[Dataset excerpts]
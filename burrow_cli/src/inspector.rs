//! Minimal local request inspector
//!
//! Keeps a ring buffer of recent exchanges and serves them as JSON on a
//! localhost port, so a developer can see what traffic the tunnel carried
//! without tailing logs.

use anyhow::Result;
use axum::{routing::get, Json, Router};
use chrono::{DateTime, Utc};
use serde::Serialize;
use std::collections::VecDeque;
use std::sync::{Arc, Mutex};

const CAPACITY: usize = 200;

#[derive(Debug, Clone, Serialize)]
pub struct ExchangeRecord {
    pub at: DateTime<Utc>,
    pub method: String,
    pub path: String,
    pub status: u16,
    pub duration_ms: u128,
    pub bytes: usize,
}

/// Bounded store of recent exchanges, newest first.
#[derive(Default)]
pub struct InspectorStore {
    entries: Mutex<VecDeque<ExchangeRecord>>,
}

impl InspectorStore {
    pub fn new() -> Self {
        Self::default()
    }

    pub fn record(&self, record: ExchangeRecord) {
        let mut entries = self.entries.lock().unwrap();
        if entries.len() == CAPACITY {
            entries.pop_back();
        }
        entries.push_front(record);
    }

    pub fn recent(&self) -> Vec<ExchangeRecord> {
        self.entries.lock().unwrap().iter().cloned().collect()
    }
}

/// Serve the inspector on localhost. Binding failure is reported to the
/// caller, who treats the inspector as best-effort.
pub async fn serve(port: u16, store: Arc<InspectorStore>) -> Result<tokio::task::JoinHandle<()>> {
    let app = Router::new()
        .route(
            "/",
            get({
                let store = store.clone();
                move || {
                    let store = store.clone();
                    async move { Json(store.recent()) }
                }
            }),
        )
        .route(
            "/requests",
            get(move || {
                let store = store.clone();
                async move { Json(store.recent()) }
            }),
        );

    let listener = tokio::net::TcpListener::bind(("127.0.0.1", port)).await?;
    let handle = tokio::spawn(async move {
        let _ = axum::serve(listener, app).await;
    });
    Ok(handle)
}

#[cfg(test)]
mod tests {
    use super::*;

    fn record(path: &str) -> ExchangeRecord {
        ExchangeRecord {
            at: Utc::now(),
            method: "GET".to_string(),
            path: path.to_string(),
            status: 200,
            duration_ms: 5,
            bytes: 12,
        }
    }

    #[test]
    fn test_ring_buffer_caps_and_orders() {
        let store = InspectorStore::new();
        for i in 0..(CAPACITY + 10) {
            store.record(record(&format!("/req/{}", i)));
        }
        let recent = store.recent();
        assert_eq!(recent.len(), CAPACITY);
        // Newest first
        assert_eq!(recent[0].path, format!("/req/{}", CAPACITY + 9));
    }
}
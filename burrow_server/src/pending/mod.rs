//! In-flight exchange tracking
//!
//! While a tunnel client prepares a response, the server-side state for
//! the exchange lives here: plain HTTP requests in
//! [`request::PendingRequestStore`], WebSocket upgrades and their frame
//! streams in [`websocket::PendingWebSocketStore`].

pub mod request;
pub mod websocket;

pub use request::{PendingRequestStore, ResponseEvent};
pub use websocket::{PendingWebSocketStore, UpgradeOutcome, WsEvent};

What you will do
Without leaving anything out, give the entries again exactly.

Solution to the problem
filename burrow_cli/src/inspector.rs
//! Minimal local request inspector
//!
//! Keeps a ring buffer of recent exchanges and serves them as JSON on a
//! localhost port, so a developer can see what traffic the tunnel carried
//! without tailing logs.

use anyhow::Result;
use axum::{routing::get, Json, Router};
use chrono::{DateTime, Utc};
use serde::Serialize;
use std::collections::VecDeque;
use std::sync::{Arc, Mutex};

const CAPACITY: usize = 200;

#[derive(Debug, Clone, Serialize)]
pub struct ExchangeRecord {
    pub at: DateTime<Utc>,
    pub method: String,
    pub path: String,
    pub status: u16,
    pub duration_ms: u128,
    pub bytes: usize,
}

/// Bounded store of recent exchanges, newest first.
#[derive(Default)]
pub struct InspectorStore {
    entries: Mutex<VecDeque<ExchangeRecord>>,
}

impl InspectorStore {
    pub fn new() -> Self {
        Self::default()
    }

    pub fn record(&self, record: ExchangeRecord) {
        let mut entries = self.entries.lock().unwrap();
        if entries.len() == CAPACITY {
            entries.pop_back();
        }
        entries.push_front(record);
    }

    pub fn recent(&self) -> Vec<ExchangeRecord> {
        self.entries.lock().unwrap().iter().cloned().collect()
    }
}

/// Serve the inspector on localhost. Binding failure is reported to the
/// caller, who treats the inspector as best-effort.
pub async fn serve(port: u16, store: Arc<InspectorStore>) -> Result<tokio::task::JoinHandle<()>> {
    let app = Router::new()
        .route(
            "/",
            get({
                let store = store.clone();
                move || {
                    let store = store.clone();
                    async move { Json(store.recent()) }
                }
            }),
        )
        .route(
            "/requests",
            get(move || {
                let store = store.clone();
                async move { Json(store.recent()) }
            }),
        );

    let listener = tokio::net::TcpListener::bind(("127.0.0.1", port)).await?;
    let handle = tokio::spawn(async move {
        let _ = axum::serve(listener, app).await;
    });
    Ok(handle)
}

#[cfg(test)]
mod tests {
    use super::*;

    fn record(path: &str) -> ExchangeRecord {
        ExchangeRecord {
            at: Utc::now(),
            method: "GET".to_string(),
            path: path.to_string(),
            status: 200,
            duration_ms: 5,
            bytes: 12,
        }
    }

    #[test]
    fn test_ring_buffer_caps_and_orders() {
        let store = InspectorStore::new();
        for i in 0..(CAPACITY + 10) {
            store.record(record(&format!("/req/{}", i)));
        }
        let recent = store.recent();
        assert_eq!(recent.len(), CAPACITY);
        // Newest first
        assert_eq!(recent[0].path, format!("/req/{}", CAPACITY + 9));
    }
}
filename burrow_server/src/pending/mod.rs
//! In-flight exchange tracking
//!
//! While a tunnel client prepares a response, the server-side state for
//! the exchange lives here: plain HTTP requests in
//! [`request::PendingRequestStore`], WebSocket upgrades and their frame
//! streams in [`websocket::PendingWebSocketStore`].

pub mod request;
pub mod websocket;

pub use request::{PendingRequestStore, ResponseEvent};
pub use websocket::{PendingWebSocketStore, UpgradeOutcome, WsEvent};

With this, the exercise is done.